When at early dawn on the following day, I looked out of my window, I saw Martella and her dog at the fountain in front of the house. Seen by day, and in her light attire, she seemed wondrously beautiful and fascinating.

She washed her face and plaited her thick brown hair. Her every movement seemed free and noble, and almost graceful enough to please an artist's eye.

She sang in a low voice, and would from time to time exclaim, "Cuckoo!"

Rothfuss, who saw that she was washing herself, called out to her that she must not do that again. "The cows drink there, and if you wash yourself in that basin, they will never go there again."

"I have already noticed," she replied, "that the cattle have the first place in this house."

When she saw me, she called out in a clear, ringing voice:

"Good-morning, master. Ernst was certainly right when he told me that it is lovely here. One can see so far in every direction. I shall yet climb every one of those hills. How good the water is! Do you, too, hear the cuckoo? He is already awake, and has bid me good-morning. Old Jaegerlies2 has often told me that I was the cuckoo's child. And do you know that the cow got a calf during the night? A spotted cow-calf? We have already given the cow something warm to drink. The calf drank milk when it was hardly two minutes old. Rothfuss said it would be a pity to kill the calf. I am going to drive out into the fields with Rothfuss to get some clover. Yes, a cow has a good time of it in your house. But look! the cuckoo is flying over your house! That is an omen!"

She went to the stable, and I followed her a short time afterwards. She looked on dreamily while the cow was licking the new-born calf, and said at last,

"That is what you folks call kissing."

Rothfuss asked her:

"Are you fond of cows?"

"I don't know; I never had one."

He showed her our best cow and said,

"Three years ago, when she was a calf, she got the first prize at the agricultural exhibition. She puts food to the best use. Everything that she eats turns either to meat or to milk."

Rothfuss told Martella to put on a little jacket. They soon drove out to the fields, and when she held up the scythe, she exclaimed, "Cuckoo!" It seemed to me as if I were dreaming, and yet I remembered quite distinctly that my wife had spoken to me on the previous night of the cuckoo's young ones.

What a strange coincidence it seemed!

Martella returned from the fields in good spirits, and during the morning lunch was quite cheerful.

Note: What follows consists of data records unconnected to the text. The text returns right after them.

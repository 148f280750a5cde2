use serde::{Deserialize, Serialize};
use std::cmp::Ordering;
use std::collections::BTreeSet;
use std::fmt;
use std::hash::{Hash, Hasher};

use crate::{Location, Region};

/// Annotation column value the analyzer uses for nullability suggestions.
pub const NULLABLE_TAG: &str = "nullable";

/// A suggested annotation on a [`Location`].
///
/// Identity is the location alone: two fixes on the same location compare
/// equal regardless of provenance. Use [`Fix::merge`] to union reasons.
#[derive(Debug, Clone, Serialize, Deserialize)]
pub struct Fix {
    pub location: Location,
    /// Fully qualified annotation name, e.g. `javax.annotation.Nullable`.
    pub annotation: String,
    #[serde(default)]
    pub reasons: BTreeSet<String>,
    #[serde(default, skip_serializing_if = "Option::is_none")]
    pub region: Option<Region>,
}

impl Fix {
    pub fn new(location: Location, annotation: impl Into<String>) -> Self {
        Self {
            location,
            annotation: annotation.into(),
            reasons: BTreeSet::new(),
            region: None,
        }
    }

    pub fn with_reason(mut self, reason: impl Into<String>) -> Self {
        self.reasons.insert(reason.into());
        self
    }

    pub fn with_region(mut self, region: Region) -> Self {
        self.region = Some(region);
        self
    }

    pub fn merge(&mut self, other: &Fix) {
        debug_assert_eq!(self.location, other.location);
        self.reasons.extend(other.reasons.iter().cloned());
        if self.region.is_none() {
            self.region = other.region.clone();
        }
    }

    pub fn is_on_method(&self) -> bool {
        matches!(self.location, Location::Method { .. })
    }

    pub fn is_on_field(&self) -> bool {
        matches!(self.location, Location::Field { .. })
    }

    pub fn is_on_parameter(&self) -> bool {
        matches!(self.location, Location::Parameter { .. })
    }

    pub fn covers(&self, other: &Fix) -> bool {
        self.location.covers(&other.location)
    }
}

impl PartialEq for Fix {
    fn eq(&self, other: &Self) -> bool {
        self.location == other.location
    }
}

impl Eq for Fix {}

impl Hash for Fix {
    fn hash<H: Hasher>(&self, state: &mut H) {
        self.location.hash(state);
    }
}

impl PartialOrd for Fix {
    fn partial_cmp(&self, other: &Self) -> Option<Ordering> {
        Some(self.cmp(other))
    }
}

impl Ord for Fix {
    fn cmp(&self, other: &Self) -> Ordering {
        self.location.cmp(&other.location)
    }
}

impl fmt::Display for Fix {
    fn fmt(&self, f: &mut fmt::Formatter<'_>) -> fmt::Result {
        write!(f, "@{} on {}", self.annotation, self.location)
    }
}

She was constantly talking of the daughter-in-law, and the cow-calf that had come into the family during the night before.

I then said to her, "I will give you the cow-calf. It is yours."

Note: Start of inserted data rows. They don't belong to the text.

//! Hash-multimap over report rows.
//!
//! Lookups are two-phase: a coarse hash of the class (or class and member)
//! selects a bucket, then an exact predicate filters it. Collisions are
//! expected and harmless.

use std::collections::hash_map::DefaultHasher;
use std::collections::{BTreeSet, HashMap};
use std::hash::{Hash, Hasher};
use std::path::{Path, PathBuf};

use annotator_core::{ErrorRecord, Fix, Region};

use crate::{IndexError, Result};

/// The `(class, member)` pair a record is indexed under.
pub trait Keyed {
    fn key_class(&self) -> &str;
    fn key_member(&self) -> &str;
}

impl Keyed for ErrorRecord {
    fn key_class(&self) -> &str {
        &self.region.class
    }

    fn key_member(&self) -> &str {
        &self.region.member
    }
}

impl Keyed for Fix {
    fn key_class(&self) -> &str {
        self.region.as_ref().map(|r| r.class.as_str()).unwrap_or("")
    }

    fn key_member(&self) -> &str {
        self.region.as_ref().map(|r| r.member.as_str()).unwrap_or("")
    }
}

/// One call-graph or field-graph edge: `caller_region` uses `callee_member`
/// of `callee_class`.
#[derive(Debug, Clone, PartialEq, Eq, Hash)]
pub struct TrackerNode {
    pub caller: Region,
    pub callee_member: String,
    pub callee_class: String,
}

impl TrackerNode {
    pub const COLUMNS: usize = 4;

    pub fn from_row(row: &[&str]) -> std::result::Result<Self, String> {
        if row.len() != Self::COLUMNS {
            return Err(format!(
                "expected {} columns for a tracker edge, found {}",
                Self::COLUMNS,
                row.len()
            ));
        }
        Ok(Self {
            caller: Region::new(row[0], row[1]),
            callee_member: row[2].to_string(),
            callee_class: row[3].to_string(),
        })
    }
}

impl Keyed for TrackerNode {
    fn key_class(&self) -> &str {
        &self.callee_class
    }

    fn key_member(&self) -> &str {
        &self.callee_member
    }
}

#[derive(Debug, Clone, Copy, PartialEq, Eq)]
pub enum IndexKey {
    ByClass,
    ByMethod,
}

pub fn coarse_hash(class: &str, member: Option<&str>) -> u64 {
    let mut hasher = DefaultHasher::new();
    class.hash(&mut hasher);
    if let Some(member) = member {
        member.hash(&mut hasher);
    }
    hasher.finish()
}

#[derive(Debug, Clone)]
pub struct Index<T> {
    key: IndexKey,
    items: HashMap<u64, Vec<T>>,
    total: usize,
}

impl<T: Keyed> Index<T> {
    pub fn new(key: IndexKey) -> Self {
        Self {
            key,
            items: HashMap::new(),
            total: 0,
        }
    }

    /// Replaces the contents with the rows of `files`.
    ///
    /// `factory` turns one row into a record; `Ok(None)` drops the row
    /// (the factory is expected to log why) and `Err` aborts the load.
    /// Files that do not exist are treated as empty: the analyzer only
    /// creates them when it has something to report.
    pub fn index<F>(&mut self, files: &[PathBuf], mut factory: F) -> Result<()>
    where
        F: FnMut(&[&str]) -> std::result::Result<Option<T>, String>,
    {
        self.items.clear();
        self.total = 0;
        for file in files {
            for_each_row(file, |line, row| match factory(row) {
                Ok(Some(item)) => {
                    self.insert(item);
                    Ok(())
                }
                Ok(None) => Ok(()),
                Err(message) => Err(IndexError::Malformed {
                    path: file.clone(),
                    line,
                    message,
                }),
            })?;
        }
        tracing::debug!(total = self.total, files = files.len(), "indexed report rows");
        Ok(())
    }

    pub fn insert(&mut self, item: T) {
        let hash = self.hash_of(item.key_class(), item.key_member());
        self.items.entry(hash).or_default().push(item);
        self.total += 1;
    }

    fn hash_of(&self, class: &str, member: &str) -> u64 {
        match self.key {
            IndexKey::ByClass => coarse_hash(class, None),
            IndexKey::ByMethod => coarse_hash(class, Some(member)),
        }
    }

    pub fn get(&self, region: &Region) -> Vec<&T> {
        self.get_by_method(&region.class, &region.member)
    }

    pub fn get_by_method(&self, class: &str, member: &str) -> Vec<&T> {
        self.items
            .get(&self.hash_of(class, member))
            .into_iter()
            .flatten()
            .filter(|item| item.key_class() == class && item.key_member() == member)
            .collect()
    }

    pub fn get_by_class(&self, class: &str) -> Vec<&T> {
        match self.key {
            IndexKey::ByClass => self
                .items
                .get(&coarse_hash(class, None))
                .into_iter()
                .flatten()
                .filter(|item| item.key_class() == class)
                .collect(),
            IndexKey::ByMethod => self.iter().filter(|item| item.key_class() == class).collect(),
        }
    }

    pub fn iter(&self) -> impl Iterator<Item = &T> {
        self.items.values().flatten()
    }

    pub fn len(&self) -> usize {
        self.total
    }

    pub fn is_empty(&self) -> bool {
        self.total == 0
    }

    /// Regions of every record matching `predicate`.
    pub fn regions_where(&self, mut predicate: impl FnMut(&T) -> bool) -> BTreeSet<Region> {
        self.iter()
            .filter(|item| predicate(item))
            .map(|item| Region::new(item.key_class(), item.key_member()))
            .collect()
    }
}

/// Calls `f` with the 1-based line number and columns of every data row of a
/// tab-separated file. The header row is skipped; a missing file yields no
/// rows.
pub(crate) fn for_each_row<F>(path: &Path, mut f: F) -> Result<()>
where
    F: FnMut(usize, &[&str]) -> Result<()>,
{
    let text = match std::fs::read_to_string(path) {
        Ok(text) => text,
        Err(err) if err.kind() == std::io::ErrorKind::NotFound => {
            tracing::debug!(path = %path.display(), "report file not found, treating as empty");
            return Ok(());
        }
        Err(source) => {
            return Err(IndexError::Io {
                path: path.to_path_buf(),
                source,
            })
        }
    };

    for (idx, line) in text.lines().enumerate().skip(1) {
        if line.trim().is_empty() {
            continue;
        }
        let row: Vec<&str> = line.split('\t').collect();
        f(idx + 1, &row)?;
    }
    Ok(())
}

She made no answer, but looked at me with an air of surprise.

Rothfuss told me that when in the stable, she had said to the calf: "You belong to me. But of course, you know nothing of it. You really belong to your mother. But your mother belongs to the master, the master belongs to Ernst, and Ernst belongs to me; and that is how it is."

When evening came, Rothfuss expressed his opinion in the following words:

"If her inside is like her outside, she need not be made any better than she already is."

Our oldest maid-servant, Balbina, seemed quite kindly disposed to the new arrival, and Martella said that Balbina had told her something with the air of imparting a secret of which she was the only possessor. And what was it? "Why, nothing more than that it is sinful to lie and steal."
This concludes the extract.